Not fair, on either front. Same with the breastfeeding. I feel this pressure from to ‘let S have her turn‘. Her turn with the birth, with the breastfeeding, with the decisions of early infancy. Because I had my turn with Smarty. The problem with this is that we are in a totally different situation now. There is no fair. There is no turn. Or maybe there is, and I am just a giant selfish bitch.

I just don’t know how to DO this. Be the other mother. Be not desperately needed by the baby. Not tied down. No relentless infant demanding my boobs. No constant skin to skin with that soft creature. I feel like I could disappear and she wouldn’t notice. Which, at this point, is true.

For me, when there were motherhood doubts, as the birth mother, there was this primal reassurance, yes, yes, this is my baby, I gave birth to this baby, this baby needs me, this baby needs my milk, I can’t run away (ever) from this baby because I am his mother. This time I have no reasurrance, internally. I have the opposite. I feel, starkly, the contrast. How unneeded I am. How little time I actually spend with her. How much she doesn’t look like me.

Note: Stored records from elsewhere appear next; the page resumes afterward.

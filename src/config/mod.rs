//! Configuration management for docstash

pub mod schema;

pub use schema::{CacheConfig, Config, DocumentsConfig, GeneralConfig, WatchConfig};

use crate::cache::replace_file;
use crate::either::Either;
use crate::error::{StashError, StashResult};
use crate::path;
use serde_json::Value;
use std::path::{Path, PathBuf};
use tokio::fs;
use tracing::{debug, info};

/// Locates, reads and writes `config.toml`.
///
/// The file lives under the platform config directory unless `--config` or
/// `DOCSTASH_CONFIG` names another one. A missing file is not an error; the
/// built-in defaults apply until `docstash config init` or `config set`
/// writes one.
pub struct ConfigManager {
    config_path: PathBuf,
}

impl ConfigManager {
    pub fn new() -> Self {
        Self::with_path(Self::default_config_path())
    }

    pub fn with_path(path: PathBuf) -> Self {
        Self { config_path: path }
    }

    /// `<config dir>/docstash/config.toml`, or `./docstash/config.toml`
    /// where the platform has no config directory
    pub fn default_config_path() -> PathBuf {
        dirs::config_dir()
            .unwrap_or_else(|| PathBuf::from("."))
            .join("docstash")
            .join("config.toml")
    }

    /// Where the content cache keeps its manifest and blobs when
    /// `cache.dir` is unset
    pub fn default_cache_dir() -> PathBuf {
        dirs::cache_dir()
            .or_else(dirs::data_local_dir)
            .unwrap_or_else(|| PathBuf::from("."))
            .join("docstash")
    }

    pub fn cache_dir(config: &Config) -> PathBuf {
        config
            .cache
            .dir
            .clone()
            .unwrap_or_else(Self::default_cache_dir)
    }

    /// Read the config file. Absent sections and keys take their defaults.
    pub async fn load(&self) -> StashResult<Config> {
        let path = &self.config_path;
        let content = match fs::read_to_string(path).await {
            Ok(content) => content,
            Err(e) if e.kind() == std::io::ErrorKind::NotFound => {
                debug!("No config at {}, using defaults", path.display());
                return Ok(Config::default());
            }
            Err(e) => {
                return Err(StashError::io(
                    format!("reading config from {}", path.display()),
                    e,
                ))
            }
        };

        toml::from_str(&content).map_err(|e| StashError::ConfigInvalid {
            path: path.clone(),
            reason: e.to_string(),
        })
    }

    /// Write `config` in full, replacing the file in one rename
    pub async fn save(&self, config: &Config) -> StashResult<()> {
        let path = &self.config_path;
        if let Some(parent) = path.parent().filter(|p| !p.as_os_str().is_empty()) {
            fs::create_dir_all(parent)
                .await
                .map_err(|e| StashError::ConfigDirCreate {
                    path: parent.to_path_buf(),
                    source: e,
                })?;
        }

        let content = toml::to_string_pretty(config)?;
        replace_file(path, content.as_bytes())
            .await
            .map_err(|e| StashError::io(format!("writing config to {}", path.display()), e))?;

        info!("Saved config to {}", path.display());
        Ok(())
    }

    pub fn path(&self) -> &Path {
        &self.config_path
    }
}

impl Default for ConfigManager {
    fn default() -> Self {
        Self::new()
    }
}

/// Parse command-line text as JSON, falling back to a plain string
pub fn parse_value(text: &str) -> Value {
    serde_json::from_str(text).unwrap_or_else(|_| Value::String(text.to_string()))
}

/// Return a copy of `config` with the dotted `key` set to `value`.
///
/// `value` is parsed as JSON when possible (`true`, `250`, `"text"`) and
/// taken as a plain string otherwise. Unknown keys are rejected.
pub fn apply_setting(config: &Config, key: &str, value: &str) -> StashResult<Config> {
    let mut tree = serde_json::to_value(config)?;
    if path::resolve(&tree, key).is_none() {
        return Err(StashError::ConfigKey(key.to_string()));
    }

    path::ensure_and_set(&mut tree, key, Some(Either::Left(parse_value(value))))?;

    serde_json::from_value(tree).map_err(|e| StashError::ConfigInvalid {
        path: PathBuf::from(key),
        reason: e.to_string(),
    })
}

#[cfg(test)]
mod tests {
    use super::*;
    use tempfile::TempDir;

    #[tokio::test]
    async fn load_default_when_missing() {
        let temp = TempDir::new().unwrap();
        let path = temp.path().join("nonexistent.toml");
        let manager = ConfigManager::with_path(path);

        let config = manager.load().await.unwrap();
        assert_eq!(config.general.log_format, "text");
    }

    #[tokio::test]
    async fn save_and_load_roundtrip() {
        let temp = TempDir::new().unwrap();
        let path = temp.path().join("docstash").join("config.toml");
        let manager = ConfigManager::with_path(path.clone());

        let mut config = Config::default();
        config.cache.ttl_secs = 60;

        manager.save(&config).await.unwrap();
        let loaded = manager.load().await.unwrap();

        assert_eq!(loaded.cache.ttl_secs, 60);
        let names: Vec<_> = std::fs::read_dir(path.parent().unwrap())
            .unwrap()
            .map(|e| e.unwrap().file_name())
            .collect();
        assert_eq!(names, vec![std::ffi::OsString::from("config.toml")]);
    }

    #[tokio::test]
    async fn invalid_file_reports_path() {
        let temp = TempDir::new().unwrap();
        let path = temp.path().join("config.toml");
        std::fs::write(&path, "[cache\nttl_secs = ").unwrap();
        let manager = ConfigManager::with_path(path);

        let err = manager.load().await.unwrap_err();
        assert!(matches!(err, StashError::ConfigInvalid { .. }));
    }

    #[test]
    fn apply_setting_parses_values() {
        let config = Config::default();
        let config = apply_setting(&config, "documents.eager", "true").unwrap();
        let config = apply_setting(&config, "documents.watch.mode", "polling").unwrap();
        let config = apply_setting(&config, "cache.dir", "/tmp/stash").unwrap();

        assert!(config.documents.eager);
        assert_eq!(config.documents.watch.mode, crate::watch::WatchMode::Polling);
        assert_eq!(config.cache.dir, Some(PathBuf::from("/tmp/stash")));
    }

    #[test]
    fn apply_setting_rejects_unknown_and_mistyped() {
        let config = Config::default();
        assert!(matches!(
            apply_setting(&config, "cache.nope", "1"),
            Err(StashError::ConfigKey(_))
        ));
        assert!(apply_setting(&config, "cache.ttl_secs", "soon").is_err());
    }

    #[test]
    fn parse_value_falls_back_to_string() {
        assert_eq!(parse_value("42"), serde_json::json!(42));
        assert_eq!(parse_value("[1, 2]"), serde_json::json!([1, 2]));
        assert_eq!(parse_value("hello world"), serde_json::json!("hello world"));
    }

    #[test]
    fn cache_dir_prefers_config() {
        let mut config = Config::default();
        config.cache.dir = Some(PathBuf::from("/srv/cache"));
        assert_eq!(ConfigManager::cache_dir(&config), PathBuf::from("/srv/cache"));
    }
}
//! Config command - show or edit configuration

use crate::cli::args::{ConfigAction, ConfigArgs};
use crate::cli::output;
use crate::config::{apply_setting, Config, ConfigManager};
use crate::error::StashResult;

/// Execute the config command
pub async fn execute(args: ConfigArgs, config: &Config, manager: &ConfigManager) -> StashResult<()> {
    match args.action {
        None | Some(ConfigAction::Show) => show_config(config)?,
        Some(ConfigAction::Path) => show_path(manager),
        Some(ConfigAction::Init { force }) => init_config(manager, force).await?,
        Some(ConfigAction::Set { key, value }) => set_value(manager, config, &key, &value).await?,
    }

    Ok(())
}

fn show_config(config: &Config) -> StashResult<()> {
    println!("{}", toml::to_string_pretty(config)?);
    Ok(())
}

fn show_path(manager: &ConfigManager) {
    println!("{}", manager.path().display());
}

async fn init_config(manager: &ConfigManager, force: bool) -> StashResult<()> {
    let path = manager.path();

    if path.exists() && !force {
        output::step_warn_hint(
            &format!("Config already exists at {}", path.display()),
            "Use --force to overwrite",
        );
        return Ok(());
    }

    manager.save(&Config::default()).await?;
    output::step_ok_detail("Configuration initialized", &path.display().to_string());
    Ok(())
}

async fn set_value(
    manager: &ConfigManager,
    config: &Config,
    key: &str,
    value: &str,
) -> StashResult<()> {
    let updated = apply_setting(config, key, value)?;
    manager.save(&updated).await?;
    output::step_ok(&format!("Set {} = {}", key, value));
    Ok(())
}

This role is WAY harder than even my pessimistic nature anticipated. Like WAY.

Also, we are both the moms, and I wish people in our lives would stop referring to her as the ‘new mama’. She has been a mama for 3 1/2 years. I suppose they mean she just gave birth. That is ‘new’. I don’t know. It just seems that our friends and family, even the sensitive lovely ones, often say things that sting…that highlight the differences I am already painfully aware of and defensive about. Oh, and it doesn’t help that Littleo looks exacly like S. That is constantly commented upon, by everyone. Secretly, alone in our home, I am completely thrilled that she looks like my beautiful S, and surprised and grateful that she does not look like our donor. Yet, I wish that people were a little more thoughtful about saying that so often. It hurts my feelings, as a constant reminder that she looks NOTHING like me and is not related to me in any way, and it hurts S’s feelings that it hurts my feelings. Good times.

I feel left out. Sad. Not needed. Unconnected. And, sadly, I’m going back to work next week. I am afraid that everyone thinks I am an ungrateful asshole for complaining about this at length, when we have this gorgeous little baby, but this blog has never been about all of my easy happy feelings, so why lie? Why pretend that this time with our perfect baby is blissful?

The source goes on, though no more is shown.